Another February report has been issued, and like most of those coming before it--ranging from non-manufacturing activity to employment growth--this one was favorable as well. Specifically, the Commerce Department earlier this morning reported that retail sales had surged by 1.1% last month, a tad better than the 1.0% increase that had been the latest consensus expectation. Moreover, data for January were revised upward. Originally, the sales gain had been estimated at 0.4%. That data point was revised to show a more formidable increase of 0.6%.

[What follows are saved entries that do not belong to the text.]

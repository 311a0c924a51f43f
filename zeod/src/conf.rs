use crate::registry::ServerCfg;
use libzeod::StorageCfg;
use serde::Deserialize;
use serde::Serialize;
use std::net::Ipv4Addr;
use std::path::PathBuf;
use std::time::Duration;

#[derive(Clone, Debug, Serialize, Deserialize)]
pub struct ConfStorage {
  pub name: String,
  pub path: PathBuf,
  #[serde(default)]
  pub read_only: bool,
  // Write buffer used when checkpointing; not a read cache.
  #[serde(default = "default_cache_size")]
  pub cache_size: usize,
  // 0 disables the checkpoint worker.
  #[serde(default = "default_checkpoint_interval_secs")]
  pub checkpoint_interval_secs: u64,
  #[serde(default)]
  pub checkpoint_min_log_bytes: u64,
  // 0 disables the autopack worker.
  #[serde(default)]
  pub autopack_frequency_secs: u64,
  #[serde(default = "default_autopack_window_secs")]
  pub autopack_window_secs: u64,
  #[serde(default)]
  pub autopack_gc_every: u64,
}

impl ConfStorage {
  pub fn storage_cfg(&self) -> StorageCfg {
    let mut cfg = StorageCfg::new(self.name.clone(), self.path.clone());
    cfg.read_only = self.read_only;
    cfg.cache_size = self.cache_size;
    cfg.checkpoint_interval = Some(Duration::from_secs(self.checkpoint_interval_secs))
      .filter(|i| !i.is_zero());
    cfg.checkpoint_min_log_bytes = self.checkpoint_min_log_bytes;
    cfg.autopack_frequency =
      Some(Duration::from_secs(self.autopack_frequency_secs)).filter(|f| !f.is_zero());
    cfg.autopack_window = Duration::from_secs(self.autopack_window_secs);
    cfg.autopack_gc_every = self.autopack_gc_every;
    cfg
  }
}

#[derive(Clone, Debug, Serialize, Deserialize)]
pub struct Conf {
  pub interface: Ipv4Addr,
  pub port: u16,

  #[serde(default)]
  pub read_only: bool,
  #[serde(default = "default_invalidation_queue_size")]
  pub invalidation_queue_size: usize,
  // Absent or 0 disables the timeout watchdog.
  #[serde(default)]
  pub transaction_timeout_secs: Option<u64>,

  // Defaults to `interface`.
  #[serde(default)]
  pub monitor_interface: Option<Ipv4Addr>,
  // Absent disables the monitor.
  #[serde(default)]
  pub monitor_port: Option<u16>,

  pub storages: Vec<ConfStorage>,
}

impl Conf {
  pub fn server_cfg(&self) -> ServerCfg {
    ServerCfg {
      read_only: self.read_only,
      invalidation_queue_size: self.invalidation_queue_size,
      transaction_timeout: self
        .transaction_timeout_secs
        .map(Duration::from_secs)
        .filter(|t| !t.is_zero()),
    }
  }
}

const fn default_cache_size() -> usize {
  128 * 1024 * 1024
}
const fn default_checkpoint_interval_secs() -> u64 {
  120
}
const fn default_autopack_window_secs() -> u64 {
  4 * 60 * 60
}
const fn default_invalidation_queue_size() -> usize {
  100
}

Meanwhile, if we back out the auto component from the aggregate total increase, we find that the so-called core rate of retail sales growth was still an appreciable 0.9% in February. A month earlier, excluding autos, the gain had been even stronger, at 1.1%. Clearly, the U.S. consumer is still out there spending, and that augurs well for continued solid GDP growth in the current quarter and perhaps over the balance of the year.

In the meantime, auto sales propped up the overall performance, with that metric climbing by 1.6% last month compared to January. At the same time, auto sales are up by 6.9% from a year earlier. Such sales had fallen back in January. All told, though, we believe that Detroit is on the way back, a fact that was underscored recently by some better earnings figures.

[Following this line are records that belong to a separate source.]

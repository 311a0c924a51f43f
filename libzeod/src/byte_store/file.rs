use super::map_range;
use super::ByteStore;
use super::WriteBatch;
use async_trait::async_trait;
use parking_lot::Mutex;
use parking_lot::RwLock;
use serde::Serialize;
use std::collections::BTreeMap;
use std::fs;
use std::fs::File;
use std::fs::OpenOptions;
use std::io;
use std::io::BufWriter;
use std::io::Read;
use std::io::Write;
use std::path::Path;
use std::path::PathBuf;
use std::sync::Arc;
use tokio::task::spawn_blocking;
use tracing::debug;
use tracing::info;
use tracing::warn;

pub const LOG_FILE_NAME: &str = "commit.log";
pub const SNAPSHOT_FILE_NAME: &str = "snapshot";
const SNAPSHOT_TMP_FILE_NAME: &str = "snapshot.tmp";

struct CommitLog {
  file: File,
  // Length of the valid prefix; anything after this is a failed partial write.
  len: u64,
  closed: bool,
}

struct Inner {
  dir: PathBuf,
  map: RwLock<BTreeMap<Vec<u8>, Vec<u8>>>,
  log: Mutex<CommitLog>,
  snapshot_write_buffer: usize,
}

/// Keeps every entry in memory. Each commit is appended to `commit.log` as a `[u32 BE len][msgpack batch]` frame and fsynced; checkpoints write the whole map to `snapshot` and truncate the log.
#[derive(Clone)]
pub struct FileByteStore(Arc<Inner>);

fn invalid_data(what: &str, err: impl std::fmt::Display) -> io::Error {
  io::Error::new(io::ErrorKind::InvalidData, format!("{what}: {err}"))
}

/// Applies every intact frame and returns the length of the intact prefix and the number of frames in it.
fn replay_log(raw: &[u8], map: &mut BTreeMap<Vec<u8>, Vec<u8>>) -> (usize, usize) {
  let mut pos = 0;
  let mut frames = 0;
  while raw.len() - pos >= 4 {
    let mut len_raw = [0u8; 4];
    len_raw.copy_from_slice(&raw[pos..pos + 4]);
    let start = pos + 4;
    let Some(end) = start
      .checked_add(u32::from_be_bytes(len_raw) as usize)
      .filter(|end| *end <= raw.len())
    else {
      break;
    };
    let Ok(batch) = rmp_serde::from_slice::<WriteBatch>(&raw[start..end]) else {
      break;
    };
    batch.apply_to(map);
    pos = end;
    frames += 1;
  }
  (pos, frames)
}

impl FileByteStore {
  /// Loads the latest snapshot and replays the commit log on top of it. This blocks on file I/O.
  pub fn open(dir: &Path, snapshot_write_buffer: usize) -> io::Result<Self> {
    let mut map: BTreeMap<Vec<u8>, Vec<u8>> = match fs::read(dir.join(SNAPSHOT_FILE_NAME)) {
      Ok(raw) => rmp_serde::from_slice(&raw).map_err(|err| invalid_data("snapshot", err))?,
      Err(err) if err.kind() == io::ErrorKind::NotFound => BTreeMap::new(),
      Err(err) => return Err(err),
    };

    let mut file = OpenOptions::new()
      .read(true)
      .append(true)
      .create(true)
      .open(dir.join(LOG_FILE_NAME))?;
    let mut raw = Vec::new();
    file.read_to_end(&mut raw)?;
    let (valid_len, frames) = replay_log(&raw, &mut map);
    if valid_len < raw.len() {
      warn!(
        valid_bytes = valid_len,
        discarded_bytes = raw.len() - valid_len,
        "discarding torn commit log tail"
      );
      file.set_len(valid_len as u64)?;
      file.sync_data()?;
    };
    info!(
      dir = %dir.display(),
      entries = map.len(),
      replayed_frames = frames,
      "opened byte store"
    );

    Ok(Self(Arc::new(Inner {
      dir: dir.to_path_buf(),
      map: RwLock::new(map),
      log: Mutex::new(CommitLog {
        file,
        len: valid_len as u64,
        closed: false,
      }),
      snapshot_write_buffer: snapshot_write_buffer.max(4096),
    })))
  }

  /// Bytes appended to the commit log since the last checkpoint.
  pub fn log_len(&self) -> u64 {
    self.0.log.lock().len
  }
}

impl Inner {
  fn commit(&self, batch: WriteBatch) -> io::Result<()> {
    let mut log = self.log.lock();
    if log.closed {
      return Err(io::Error::new(io::ErrorKind::Other, "byte store is closed"));
    };
    let mut payload = Vec::new();
    batch
      .serialize(&mut rmp_serde::Serializer::new(&mut payload))
      .unwrap();
    let len = u32::try_from(payload.len())
      .map_err(|_| io::Error::new(io::ErrorKind::InvalidInput, "write batch is too large"))?;
    let mut frame = Vec::with_capacity(4 + payload.len());
    frame.extend_from_slice(&len.to_be_bytes());
    frame.extend_from_slice(&payload);
    let written = log
      .file
      .write_all(&frame)
      .and_then(|_| log.file.sync_data());
    if let Err(err) = written {
      // Later frames must not land after a partial one.
      let _ = log.file.set_len(log.len);
      return Err(err);
    };
    log.len += frame.len() as u64;
    // Applied while still holding the log lock so that memory order matches log order.
    batch.apply_to(&mut self.map.write());
    Ok(())
  }

  fn checkpoint(&self, min_log_bytes: u64, force: bool) -> io::Result<bool> {
    let mut log = self.log.lock();
    if log.closed {
      return Ok(false);
    };
    if !force && (log.len == 0 || log.len < min_log_bytes) {
      return Ok(false);
    };
    let tmp_path = self.dir.join(SNAPSHOT_TMP_FILE_NAME);
    {
      let mut out = BufWriter::with_capacity(self.snapshot_write_buffer, File::create(&tmp_path)?);
      self
        .map
        .read()
        .serialize(&mut rmp_serde::Serializer::new(&mut out))
        .map_err(|err| io::Error::new(io::ErrorKind::Other, err))?;
      out.flush()?;
      out.get_ref().sync_all()?;
    };
    fs::rename(&tmp_path, self.dir.join(SNAPSHOT_FILE_NAME))?;
    File::open(&self.dir)?.sync_all()?;
    log.file.set_len(0)?;
    log.file.sync_data()?;
    debug!(log_bytes = log.len, "checkpointed byte store");
    log.len = 0;
    Ok(true)
  }

  fn close(&self) -> io::Result<()> {
    let mut log = self.log.lock();
    if log.closed {
      return Ok(());
    };
    log.closed = true;
    log.file.sync_all()
  }
}

#[async_trait]
impl ByteStore for FileByteStore {
  fn get(&self, key: &[u8]) -> Option<Vec<u8>> {
    self.0.map.read().get(key).cloned()
  }

  fn range(&self, start: &[u8], end: &[u8]) -> Vec<(Vec<u8>, Vec<u8>)> {
    map_range(&self.0.map.read(), start, end)
      .map(|(k, v)| (k.clone(), v.clone()))
      .collect()
  }

  fn last_in_range(&self, start: &[u8], end: &[u8]) -> Option<(Vec<u8>, Vec<u8>)> {
    map_range(&self.0.map.read(), start, end)
      .next_back()
      .map(|(k, v)| (k.clone(), v.clone()))
  }

  async fn commit(&self, batch: WriteBatch) -> io::Result<()> {
    spawn_blocking({
      let inner = self.0.clone();
      move || inner.commit(batch)
    })
    .await
    .unwrap()
  }

  async fn checkpoint(&self, min_log_bytes: u64, force: bool) -> io::Result<bool> {
    spawn_blocking({
      let inner = self.0.clone();
      move || inner.checkpoint(min_log_bytes, force)
    })
    .await
    .unwrap()
  }

  async fn close(&self) -> io::Result<()> {
    spawn_blocking({
      let inner = self.0.clone();
      move || inner.close()
    })
    .await
    .unwrap()
  }
}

But the big contributor to the better sales performance is the employment situation. Including the 227,000 new jobs totaled in February, the nation has added an average of 245,000 payrolls a month since December. With employment now clearly on the mend, and the jobless rate having come down from more than 10% in the depths of the 2007-2009 recession to 8.3% at present, there is little wonder that Americans are spending more.

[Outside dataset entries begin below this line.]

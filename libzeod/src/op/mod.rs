use crate::id::Oid;
use crate::id::Tid;
use std::error::Error;
use std::fmt;
use std::fmt::Display;
use std::io;
use std::path::PathBuf;

pub mod checkpoint;
pub mod load;
pub mod new_oid;
pub mod pack;
pub mod store;
pub mod tpc_abort;
pub mod tpc_begin;
pub mod tpc_finish;
pub mod tpc_vote;
pub mod undo;
pub mod undo_log;

pub type OpResult<T> = Result<T, OpError>;

#[derive(Debug)]
pub enum OpError {
  Closed,
  Conflict {
    oid: Oid,
    committed: Tid,
    expected: Tid,
  },
  Corrupt(String),
  Io(io::Error),
  NotCurrentTransaction,
  ObjectNotFound,
  ReadOnly,
  TidsExhausted,
  TransactionInProgress,
  UndoConflict(Oid),
  UndoNotFound,
  VersionsNotSupported,
}

impl Display for OpError {
  fn fmt(&self, f: &mut fmt::Formatter<'_>) -> fmt::Result {
    match self {
      OpError::Closed => write!(f, "storage is closed"),
      OpError::Conflict {
        oid,
        committed,
        expected,
      } => write!(
        f,
        "conflict on object {oid}: committed serial is {committed}, expected {expected}"
      ),
      OpError::Corrupt(msg) => write!(f, "corrupt record: {msg}"),
      OpError::Io(err) => write!(f, "I/O error: {err}"),
      OpError::NotCurrentTransaction => write!(f, "transaction is not the current transaction"),
      OpError::ObjectNotFound => write!(f, "object does not exist"),
      OpError::ReadOnly => write!(f, "storage is read-only"),
      OpError::TidsExhausted => write!(f, "no transaction id is left after the last committed one"),
      OpError::TransactionInProgress => write!(f, "another transaction is in progress"),
      OpError::UndoConflict(oid) => write!(f, "object {oid} has been modified since"),
      OpError::UndoNotFound => write!(f, "transaction does not exist or has been packed"),
      OpError::VersionsNotSupported => write!(f, "versions are not supported"),
    }
  }
}

impl Error for OpError {
  fn source(&self) -> Option<&(dyn Error + 'static)> {
    match self {
      OpError::Io(err) => Some(err),
      _ => None,
    }
  }
}

impl From<io::Error> for OpError {
  fn from(err: io::Error) -> Self {
    OpError::Io(err)
  }
}

#[derive(Debug)]
pub enum OpenError {
  Corrupt(String),
  IncompatibleVersion(Vec<u8>),
  Io(io::Error),
  Locked(PathBuf),
}

impl Display for OpenError {
  fn fmt(&self, f: &mut fmt::Formatter<'_>) -> fmt::Result {
    match self {
      OpenError::Corrupt(msg) => write!(f, "corrupt record: {msg}"),
      OpenError::IncompatibleVersion(found) => write!(
        f,
        "incompatible schema version {}",
        String::from_utf8_lossy(found)
      ),
      OpenError::Io(err) => write!(f, "I/O error: {err}"),
      OpenError::Locked(path) => write!(f, "{} is locked by another process", path.display()),
    }
  }
}

impl Error for OpenError {}

impl From<io::Error> for OpenError {
  fn from(err: io::Error) -> Self {
    OpenError::Io(err)
  }
}

impl From<OpError> for OpenError {
  fn from(err: OpError) -> Self {
    match err {
      OpError::Io(err) => OpenError::Io(err),
      OpError::Corrupt(msg) => OpenError::Corrupt(msg),
      other => OpenError::Corrupt(other.to_string()),
    }
  }
}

The one fly in the ointment is rising gasoline prices. Last month, the higher price points helped sales at gasoline stations climb by 3.3%. That was the strongest pace in almost a year. Further down the road, though, such increases would have the potential to hurt retail sales, as more of consumers' incomes would logically have to be diverted to such expenditures.

Finally, in addition to auto and gasoline sales, the latest month's total was aided by rising outlays for motor vehicles and parts, electronics and appliances, clothing and accessories, and sporting goods, hobby, and music expenditures. Restraining sales last month were declines in spending on furniture and home furnishings and general merchandise. However, sales at department stores, a component of the overall general merchandise category, did increase notably last month.

On balance, then, this was a very solid report, and, as noted, gives us confidence about the now-ending first quarter as far as overall economic growth is concerned.

At the time of this report's posting, the author did not hold positions in any of the companies mentioned.